Johor Mentri Besar Hasni Mohammad, in a statement yesterday, urged the federal government not to implement a state-wide CMCO on Johor, but to instead enforce targeted movement restrictions in red zones with a high number of Covid-19 infections.

Paediatrician Dr Musa Mohd Nordin has noted that the infectivity rate (the number of active Covid-19 cases per 1,000 population) trends in Selangor, Kuala Lumpur, and Putrajaya from September 27 to November 7 were well below the national average. The infectivity rate trends in both Selangor and Putrajaya are decelerating compared to the period of October 11 to 25, except for the most recent uptick in Putrajaya.

Health director-general Dr Noor Hisham Abdullah reportedly said yesterday that the CMCO may be lifted early if most districts classified as red zones turn green, or report zero new Covid-19 cases, within the next two weeks. He also said the CMCO — which was implemented in the Klang Valley, Sabah, and Labuan — has reduced the nationwide Covid-19 infectivity rate, the R0, from 2.2 on September 20 to below 1.0 yesterday. An R0 of below 1.0 indicates that the outbreak is dying out, as a 1.0 value means one Covid-19 case transmits the infection to another person on average.

Since October, when Malaysia began reporting more than 100 Covid-19 cases a day, predominantly in Sabah, the Ministry of Health (MOH) has repeatedly targeted reducing the nationwide R0 to 0.5, even though medical experts noted that at no point in time was health care capacity in peninsular Malaysia compromised. MOH has even claimed that the public health care system in Sabah, which suffered the brunt of the virus, had never collapsed.

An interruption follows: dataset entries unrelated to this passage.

pub mod coordinator;
pub mod extract;
pub mod fetch;
pub mod series;

pub use coordinator::{Applied, Completion, Coordinator, FetchMode};
pub use fetch::Fetcher;
pub use series::{Quote, TimeSeries};
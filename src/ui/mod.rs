pub mod chart;
pub mod layout;
pub mod statusbar;
pub mod ticker;
pub mod timeframe;

pub use chart::{ChartView, LoadState};
pub use layout::LayoutManager;
pub use statusbar::StatusBar;
pub use ticker::{Label, SummaryPanel, Tick, TickerCycler};
pub use timeframe::{Preset, PresetSelector};
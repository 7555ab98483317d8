use crate::data::fetch::DEFAULT_ENDPOINT;
use crate::error::Result;
use crate::ui::Preset;
use serde::{Deserialize, Serialize};
use std::path::{Path, PathBuf};
use std::time::Duration;

pub const DEFAULT_REFRESH_MINUTES: u64 = 15;
pub const DEFAULT_CYCLE_SECONDS: u64 = 5;

#[derive(Debug, Clone, PartialEq, Serialize, Deserialize)]
#[serde(default)]
pub struct AppConfig {
    pub symbols: Vec<String>,
    /// Minutes between automatic refreshes.
    pub refresh_interval: u64,
    /// Seconds between ticker rotations.
    pub cycle_interval: u64,
    pub preset: Preset,
    pub endpoint: String,
}

impl Default for AppConfig {
    fn default() -> Self {
        Self {
            symbols: default_symbols(),
            refresh_interval: DEFAULT_REFRESH_MINUTES,
            cycle_interval: DEFAULT_CYCLE_SECONDS,
            preset: Preset::Today,
            endpoint: DEFAULT_ENDPOINT.to_string(),
        }
    }
}

impl AppConfig {
    pub fn sanitized(mut self) -> Self {
        self.symbols = self
            .symbols
            .iter()
            .map(|s| s.trim())
            .filter(|s| !s.is_empty())
            .map(str::to_string)
            .collect();

        self.refresh_interval = self.refresh_interval.clamp(1, 60);
        self.cycle_interval = self.cycle_interval.clamp(1, 60);

        if self.endpoint.trim().is_empty() {
            self.endpoint = DEFAULT_ENDPOINT.to_string();
        }
        self
    }

    pub fn refresh_period(&self) -> Duration {
        Duration::from_secs(self.refresh_interval * 60)
    }

    pub fn cycle_period(&self) -> Duration {
        Duration::from_secs(self.cycle_interval)
    }
}

pub fn default_symbols() -> Vec<String> {
    vec!["^GSPC".to_string(), "AAPL".to_string(), "EURUSD=X".to_string()]
}

pub fn config_path() -> PathBuf {
    std::env::current_dir()
        .unwrap_or_else(|_| PathBuf::from("."))
        .join(".quotechart.json")
}

pub fn load_config(path: &Path) -> AppConfig {
    let contents = match std::fs::read_to_string(path) {
        Ok(contents) => contents,
        Err(_) => return AppConfig::default(),
    };

    serde_json::from_str::<AppConfig>(&contents)
        .map(|cfg| cfg.sanitized())
        .unwrap_or_default()
}

pub fn save_config(path: &Path, config: &AppConfig) -> Result<()> {
    let payload = serde_json::to_string_pretty(config)?;
    std::fs::write(path, payload)?;
    Ok(())
}

#[cfg(test)]
mod tests {
    use super::*;

    #[test]
    fn test_sanitized_trims_and_clamps() {
        let cfg = AppConfig {
            symbols: vec![" AAPL ".to_string(), "".to_string(), "  ".to_string(), "EURUSD=X".to_string()],
            refresh_interval: 0,
            cycle_interval: 600,
            preset: Preset::Year,
            endpoint: " ".to_string(),
        }
        .sanitized();

        assert_eq!(cfg.symbols, vec!["AAPL", "EURUSD=X"]);
        assert_eq!(cfg.refresh_interval, 1);
        assert_eq!(cfg.cycle_interval, 60);
        assert_eq!(cfg.endpoint, DEFAULT_ENDPOINT);
        assert_eq!(cfg.refresh_period(), Duration::from_secs(60));
    }

    #[test]
    fn test_partial_file_uses_defaults() {
        let cfg: AppConfig = serde_json::from_str(r#"{ "symbols": ["IBM"] }"#).unwrap();

        assert_eq!(cfg.symbols, vec!["IBM"]);
        assert_eq!(cfg.refresh_interval, DEFAULT_REFRESH_MINUTES);
        assert_eq!(cfg.preset, Preset::Today);
    }

    #[test]
    fn test_save_then_load() {
        let path = std::env::temp_dir().join(format!("quotechart-test-{}.json", std::process::id()));
        let cfg = AppConfig {
            preset: Preset::FiveYears,
            ..AppConfig::default()
        };

        save_config(&path, &cfg).unwrap();
        let loaded = load_config(&path);
        let _ = std::fs::remove_file(&path);

        assert_eq!(loaded, cfg);
    }

    #[test]
    fn test_missing_or_broken_file_gives_defaults() {
        let missing = std::env::temp_dir().join("quotechart-does-not-exist.json");
        assert_eq!(load_config(&missing), AppConfig::default());

        let broken = std::env::temp_dir().join(format!("quotechart-broken-{}.json", std::process::id()));
        std::fs::write(&broken, "{ nope").unwrap();
        let loaded = load_config(&broken);
        let _ = std::fs::remove_file(&broken);
        assert_eq!(loaded, AppConfig::default());
    }
}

The World Health Organization’s (WHO) special envoy on Covid-19, Dr David Nabarro, has advocated against the use of lockdowns as the primary method of control of the virus, saying that lockdowns are only justified to buy time to rebalance resources: “Lockdowns just freeze the virus … they do not lead to elimination.”

“Flattening the curve” simply means preventing a surge of Covid-19 cases from overwhelming the health care system; it does not mean eliminating the virus. In other words, a steady transmission of the coronavirus — even if hundreds of cases a day are reported nationwide consistently — may be acceptable if this does not exceed health care capacity, which has proven to be the case in Malaysia during the third wave.